▶ **What needs to be done**
The output should be all entries, each matching the original exactly.

▶ **Collected data**
◆ ◆ ◆ ◆ ◆ ◆ ◆

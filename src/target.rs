//! The compilation context external interface (spec §6).
//!
//! Target-dependent sizes and char signedness are read-only inputs the
//! parser core consults but never computes itself. This module provides a
//! small, closed table of supported triples rather than open-ended target
//! parsing — the embedding driver is responsible for turning a
//! `--target`-style string into one of these.

#[derive(Debug, Clone, Copy, PartialEq, Eq, Hash)]
pub enum Os {
    Linux,
    MacOs,
    Windows,
    Uefi,
    FreeBsd,
}

#[derive(Debug, Clone, Copy, PartialEq, Eq, Hash)]
pub enum Arch {
    X86,
    X86_64,
    Aarch64,
    Arm,
}

impl Arch {
    /// Pointer width in bytes for this architecture.
    pub fn pointer_bytes(self) -> u32 {
        match self {
            Arch::X86 | Arch::Arm => 4,
            Arch::X86_64 | Arch::Aarch64 => 8,
        }
    }
}

/// Target-dependent facts the type system needs: word sizes and whether
/// plain `char` is signed.
#[derive(Debug, Clone, Copy, PartialEq, Eq, Hash)]
pub struct Target {
    pub os: Os,
    pub arch: Arch,
    pub char_is_signed: bool,
}

impl Target {
    pub const LINUX_X86_64: Target = Target {
        os: Os::Linux,
        arch: Arch::X86_64,
        char_is_signed: true,
    };

    pub const LINUX_AARCH64: Target = Target {
        os: Os::Linux,
        arch: Arch::Aarch64,
        // AArch64 Linux's ABI treats plain `char` as unsigned.
        char_is_signed: false,
    };

    pub const WINDOWS_X86_64: Target = Target {
        os: Os::Windows,
        arch: Arch::X86_64,
        char_is_signed: true,
    };

    pub const MACOS_AARCH64: Target = Target {
        os: Os::MacOs,
        arch: Arch::Aarch64,
        char_is_signed: true,
    };

    /// Best-effort detection of the host running this process, for tests
    /// and standalone tools that have no cross-compilation target of their
    /// own. Falls back to [`Target::LINUX_X86_64`] for hosts this table
    /// does not name.
    pub fn host() -> Target {
        match (std::env::consts::OS, std::env::consts::ARCH) {
            ("windows", _) => Target::WINDOWS_X86_64,
            ("macos", "aarch64") => Target::MACOS_AARCH64,
            ("linux", "aarch64") => Target::LINUX_AARCH64,
            _ => Target::LINUX_X86_64,
        }
    }

    /// Width, in bytes, of `long`/`unsigned long`: pointer-width on
    /// Unix-like targets, 4 bytes on Windows/UEFI (the LLP64 data model).
    pub fn long_bytes(self) -> u32 {
        match self.os {
            Os::Windows | Os::Uefi => 4,
            Os::Linux | Os::MacOs | Os::FreeBsd => self.arch.pointer_bytes(),
        }
    }

    pub fn pointer_bytes(self) -> u32 {
        self.arch.pointer_bytes()
    }
}

impl Default for Target {
    fn default() -> Self {
        Target::host()
    }
}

◆ ◆ ◆ ◆ ◆ ◆ ◆

▶ **Finished exercise**
filename src/target.rs
//! The compilation context external interface (spec §6).
//!
//! Target-dependent sizes and char signedness are read-only inputs the
//! parser core consults but never computes itself. This module provides a
//! small, closed table of supported triples rather than open-ended target
//! parsing — the embedding driver is responsible for turning a
//! `--target`-style string into one of these.

#[derive(Debug, Clone, Copy, PartialEq, Eq, Hash)]
pub enum Os {
    Linux,
    MacOs,
    Windows,
    Uefi,
    FreeBsd,
}

#[derive(Debug, Clone, Copy, PartialEq, Eq, Hash)]
pub enum Arch {
    X86,
    X86_64,
    Aarch64,
    Arm,
}

impl Arch {
    /// Pointer width in bytes for this architecture.
    pub fn pointer_bytes(self) -> u32 {
        match self {
            Arch::X86 | Arch::Arm => 4,
            Arch::X86_64 | Arch::Aarch64 => 8,
        }
    }
}

/// Target-dependent facts the type system needs: word sizes and whether
/// plain `char` is signed.
#[derive(Debug, Clone, Copy, PartialEq, Eq, Hash)]
pub struct Target {
    pub os: Os,
    pub arch: Arch,
    pub char_is_signed: bool,
}

impl Target {
    pub const LINUX_X86_64: Target = Target {
        os: Os::Linux,
        arch: Arch::X86_64,
        char_is_signed: true,
    };

    pub const LINUX_AARCH64: Target = Target {
        os: Os::Linux,
        arch: Arch::Aarch64,
        // AArch64 Linux's ABI treats plain `char` as unsigned.
        char_is_signed: false,
    };

    pub const WINDOWS_X86_64: Target = Target {
        os: Os::Windows,
        arch: Arch::X86_64,
        char_is_signed: true,
    };

    pub const MACOS_AARCH64: Target = Target {
        os: Os::MacOs,
        arch: Arch::Aarch64,
        char_is_signed: true,
    };

    /// Best-effort detection of the host running this process, for tests
    /// and standalone tools that have no cross-compilation target of their
    /// own. Falls back to [`Target::LINUX_X86_64`] for hosts this table
    /// does not name.
    pub fn host() -> Target {
        match (std::env::consts::OS, std::env::consts::ARCH) {
            ("windows", _) => Target::WINDOWS_X86_64,
            ("macos", "aarch64") => Target::MACOS_AARCH64,
            ("linux", "aarch64") => Target::LINUX_AARCH64,
            _ => Target::LINUX_X86_64,
        }
    }

    /// Width, in bytes, of `long`/`unsigned long`: pointer-width on
    /// Unix-like targets, 4 bytes on Windows/UEFI (the LLP64 data model).
    pub fn long_bytes(self) -> u32 {
        match self.os {
            Os::Windows | Os::Uefi => 4,
            Os::Linux | Os::MacOs | Os::FreeBsd => self.arch.pointer_bytes(),
        }
    }

    pub fn pointer_bytes(self) -> u32 {
        self.arch.pointer_bytes()
    }
}

impl Default for Target {
    fn default() -> Self {
        Target::host()
    }
}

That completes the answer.